Il nodo della questione è proprio questo: parcheggiare non significa sempre affidare l’auto in custodia. In un’area di sosta aperta, senza vigilanza e con cartelli chiari, il gestore può limitarsi a mettere a disposizione uno spazio. In un parcheggio organizzato, chiuso, con controllo degli accessi o con consegna delle chiavi, il discorso può cambiare.

Per questo, prima di lasciare il veicolo, conviene leggere bene le condizioni esposte all’ingresso, sul ticket o nella cassa automatica.

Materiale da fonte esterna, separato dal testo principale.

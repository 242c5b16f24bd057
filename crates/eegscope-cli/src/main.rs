use anyhow::{bail, Context, Result};
use clap::{Args, Parser, Subcommand, ValueEnum};
use eegscope_lib::{
    analysis::{
        processed_csv, AnalysisResponse, ArtifactKind, PresetAnalysisRequest,
        UploadAnalysisRequest,
    },
    channels::organize,
    config::{ChannelCheck, IngestConfig, TimePolicy},
    display::{AmplitudeScale, DisplayWindow, ViewSettings},
    io::{file_extension, preset},
    plot::figure_from_recording,
    session::{load_preset_recording, load_upload, LoadedRecording},
};
use log::info;
use serde::Serialize;
use std::{
    fs,
    path::{Path, PathBuf},
};

#[derive(Parser)]
#[command(
    name = "eegscope",
    version,
    about = "eegscope: EEG recording ingestion and channel tools"
)]
struct Cli {
    #[command(subcommand)]
    command: Commands,
}

#[derive(Copy, Clone, Debug, ValueEnum)]
enum TimePolicyArg {
    Labeled,
    Synthetic,
}

impl From<TimePolicyArg> for TimePolicy {
    fn from(arg: TimePolicyArg) -> Self {
        match arg {
            TimePolicyArg::Labeled => TimePolicy::Labeled,
            TimePolicyArg::Synthetic => TimePolicy::Synthetic,
        }
    }
}

#[derive(Copy, Clone, Debug, ValueEnum)]
enum ChannelCheckArg {
    Off,
    Warn,
    Enforce,
}

impl From<ChannelCheckArg> for ChannelCheck {
    fn from(arg: ChannelCheckArg) -> Self {
        match arg {
            ChannelCheckArg::Off => ChannelCheck::Off,
            ChannelCheckArg::Warn => ChannelCheck::Warn,
            ChannelCheckArg::Enforce => ChannelCheck::Enforce,
        }
    }
}

/// Source selection shared by the commands that read a recording.
#[derive(Args)]
struct SourceArgs {
    /// Uploaded recording (.csv, .xlsx or .xls)
    #[arg(long, conflicts_with = "preset")]
    input: Option<PathBuf>,
    /// Preset recording id (s00 .. s35), read from --preset-dir
    #[arg(long)]
    preset: Option<String>,
    #[arg(long, default_value = "data")]
    preset_dir: PathBuf,
    /// Declared MIME type; guessed from the extension when omitted
    #[arg(long)]
    mime: Option<String>,
    /// TOML file with ingest settings; flags below override it
    #[arg(long)]
    config: Option<PathBuf>,
    #[arg(long)]
    time_policy: Option<TimePolicyArg>,
    #[arg(long)]
    sampling_interval: Option<f64>,
    #[arg(long)]
    channel_check: Option<ChannelCheckArg>,
}

#[derive(Subcommand)]
enum Commands {
    /// Ingest a recording and print a JSON summary (channels, groups, window)
    Inspect {
        #[command(flatten)]
        source: SourceArgs,
    },
    /// Ingest a recording and print one JSON sample per line
    Samples {
        #[command(flatten)]
        source: SourceArgs,
    },
    /// Group channel names by region
    Channels {
        #[arg(required = true)]
        names: Vec<String>,
    },
    /// Write the selected channels as CSV for the analysis upload
    Export {
        #[command(flatten)]
        source: SourceArgs,
        /// Comma-separated channels; all detected channels when omitted
        #[arg(long, value_delimiter = ',')]
        channels: Vec<String>,
        #[arg(long)]
        out: Option<PathBuf>,
    },
    /// Print the stacked strip figure for a time window as JSON
    Traces {
        #[command(flatten)]
        source: SourceArgs,
        #[arg(long, value_delimiter = ',')]
        channels: Vec<String>,
        #[arg(long)]
        start: Option<f64>,
        #[arg(long)]
        end: Option<f64>,
        #[arg(long, default_value_t = 1.0)]
        scale: f64,
        #[arg(long, default_value_t = 2000)]
        max_points: usize,
    },
    /// Print the JSON body that requests analysis of a preset recording
    PresetRequest {
        id: String,
        #[arg(long, value_delimiter = ',')]
        channels: Vec<String>,
    },
    /// Summarize an analysis response: artifact kind and resolved URL
    Report {
        #[arg(long)]
        input: PathBuf,
    },
}

fn main() -> Result<()> {
    env_logger::init();
    let cli = Cli::parse();
    match cli.command {
        Commands::Inspect { source } => cmd_inspect(&source)?,
        Commands::Samples { source } => cmd_samples(&source)?,
        Commands::Channels { names } => cmd_channels(&names)?,
        Commands::Export {
            source,
            channels,
            out,
        } => cmd_export(&source, &channels, out.as_deref())?,
        Commands::Traces {
            source,
            channels,
            start,
            end,
            scale,
            max_points,
        } => cmd_traces(&source, &channels, start, end, scale, max_points)?,
        Commands::PresetRequest { id, channels } => cmd_preset_request(&id, &channels)?,
        Commands::Report { input } => cmd_report(&input)?,
    }
    Ok(())
}

fn ingest_config(args: &SourceArgs) -> Result<IngestConfig> {
    let mut config = match &args.config {
        Some(path) => IngestConfig::load(path)?,
        None => IngestConfig::default(),
    };
    if let Some(policy) = args.time_policy {
        config.time_policy = policy.into();
    }
    if let Some(interval) = args.sampling_interval {
        config.sampling_interval = interval;
    }
    if let Some(check) = args.channel_check {
        config.channel_check = check.into();
    }
    config.validate()?;
    Ok(config)
}

fn guess_mime(path: &Path) -> &'static str {
    let name = path.to_string_lossy();
    match file_extension(&name).as_deref() {
        Some("csv") => "text/csv",
        Some("xlsx") => "application/vnd.openxmlformats-officedocument.spreadsheetml.sheet",
        Some("xls") => "application/vnd.ms-excel",
        _ => "application/octet-stream",
    }
}

fn load_recording(args: &SourceArgs) -> Result<LoadedRecording> {
    if let Some(id) = &args.preset {
        return Ok(load_preset_recording(&args.preset_dir, id)?);
    }
    let Some(path) = &args.input else {
        bail!("pass --input <FILE> or --preset <ID>");
    };
    let config = ingest_config(args)?;
    let bytes = fs::read(path).with_context(|| format!("failed to read {}", path.display()))?;
    let file_name = path
        .file_name()
        .map(|name| name.to_string_lossy().to_string())
        .unwrap_or_else(|| path.to_string_lossy().to_string());
    let mime = args
        .mime
        .clone()
        .unwrap_or_else(|| guess_mime(path).to_string());
    let loaded = load_upload(&bytes, &file_name, &mime, &config)?;
    info!(
        "loaded {} ({} samples, {} channels)",
        loaded.source,
        loaded.samples.len(),
        loaded.detected.available.len()
    );
    Ok(loaded)
}

#[derive(Serialize)]
struct InspectSummary<'a> {
    source: &'a str,
    samples: usize,
    available: &'a [String],
    groups: &'a [eegscope_lib::channels::ChannelGroup],
    window: DisplayWindow,
}

fn cmd_inspect(args: &SourceArgs) -> Result<()> {
    let loaded = load_recording(args)?;
    let summary = InspectSummary {
        source: &loaded.source,
        samples: loaded.samples.len(),
        available: &loaded.detected.available,
        groups: &loaded.detected.groups,
        window: loaded.window,
    };
    println!("{}", serde_json::to_string(&summary)?);
    Ok(())
}

fn cmd_samples(args: &SourceArgs) -> Result<()> {
    let loaded = load_recording(args)?;
    for sample in &loaded.samples {
        println!("{}", serde_json::to_string(sample)?);
    }
    Ok(())
}

fn cmd_channels(names: &[String]) -> Result<()> {
    let detected = organize(names);
    println!("{}", serde_json::to_string(&detected)?);
    Ok(())
}

fn selected_or_all(loaded: &LoadedRecording, channels: &[String]) -> Vec<String> {
    if channels.is_empty() {
        loaded.selection.channels().to_vec()
    } else {
        channels.iter().map(|name| name.to_uppercase()).collect()
    }
}

fn cmd_export(args: &SourceArgs, channels: &[String], out: Option<&Path>) -> Result<()> {
    let loaded = load_recording(args)?;
    let selected = selected_or_all(&loaded, channels);
    let csv = processed_csv(&loaded.samples, &selected)?;
    info!(
        "processed file for POST {}: {} columns",
        UploadAnalysisRequest::ENDPOINT,
        selected.len() + 1
    );
    match out {
        Some(path) => {
            fs::write(path, csv).with_context(|| format!("failed to write {}", path.display()))?
        }
        None => print!("{}", csv),
    }
    Ok(())
}

fn cmd_traces(
    args: &SourceArgs,
    channels: &[String],
    start: Option<f64>,
    end: Option<f64>,
    scale: f64,
    max_points: usize,
) -> Result<()> {
    let loaded = load_recording(args)?;
    let selected = selected_or_all(&loaded, channels);
    let view = ViewSettings {
        window: DisplayWindow::new(
            start.unwrap_or(loaded.window.start),
            end.unwrap_or(loaded.window.end),
        ),
        scale: AmplitudeScale::new(scale),
    };
    let fig = figure_from_recording(&loaded.source, &loaded.samples, &selected, &view, max_points);
    println!("{}", serde_json::to_string(&fig)?);
    Ok(())
}

fn cmd_preset_request(id: &str, channels: &[String]) -> Result<()> {
    let file = preset::preset_file_name(id)?;
    let selected: Vec<String> = if channels.is_empty() {
        preset::STANDARD_CHANNELS.iter().map(|s| s.to_string()).collect()
    } else {
        channels.iter().map(|name| name.to_uppercase()).collect()
    };
    let request = PresetAnalysisRequest::new(&file, &selected);
    info!("body for POST {}", PresetAnalysisRequest::ENDPOINT);
    println!("{}", serde_json::to_string(&request)?);
    Ok(())
}

#[derive(Serialize)]
struct ArtifactSummary {
    name: String,
    kind: ArtifactKind,
    url: String,
}

fn cmd_report(input: &Path) -> Result<()> {
    let text = fs::read_to_string(input)
        .with_context(|| format!("failed to read {}", input.display()))?;
    let response = AnalysisResponse::from_json(&text)?;
    let artifacts = response.artifacts();
    if artifacts.is_empty() {
        bail!("no artifacts found in {}", input.display());
    }
    for artifact in artifacts {
        let summary = ArtifactSummary {
            kind: artifact.kind(),
            url: artifact.resolved_url(),
            name: artifact.name,
        };
        println!("{}", serde_json::to_string(&summary)?);
    }
    Ok(())
}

La frase “non custodito” non va sottovalutata, perché può essere decisiva se poi si prova a chiedere un risarcimento.

Cosa fare se si subisce un furto, di oggetti personali o dell’auto stessa

In caso di furto, la prima cosa da fare è presentare denuncia alle forze dell’ordine, indicando luogo, orario e circostanze. È utile conservare il ticket, fotografare i cartelli presenti nel parcheggio e annotare eventuali elementi rilevanti: sbarre, telecamere, personale, ricevute, regolamento esposto.

Solo dopo si può valutare se esistano margini per una richiesta di danni. Ma è bene sapere che il cartello “parcheggio non custodito”, se chiaro e visibile, può rendere la strada molto più difficile. Il consiglio pratico è semplice: quando lasciamo l’auto in un’area di sosta, non guardiamo solo il prezzo o la vicinanza all’ingresso. A volte, e in circostanze purtroppo poco felici, la frase scritta su un cartello può valere molto più del biglietto che abbiamo appena pagato.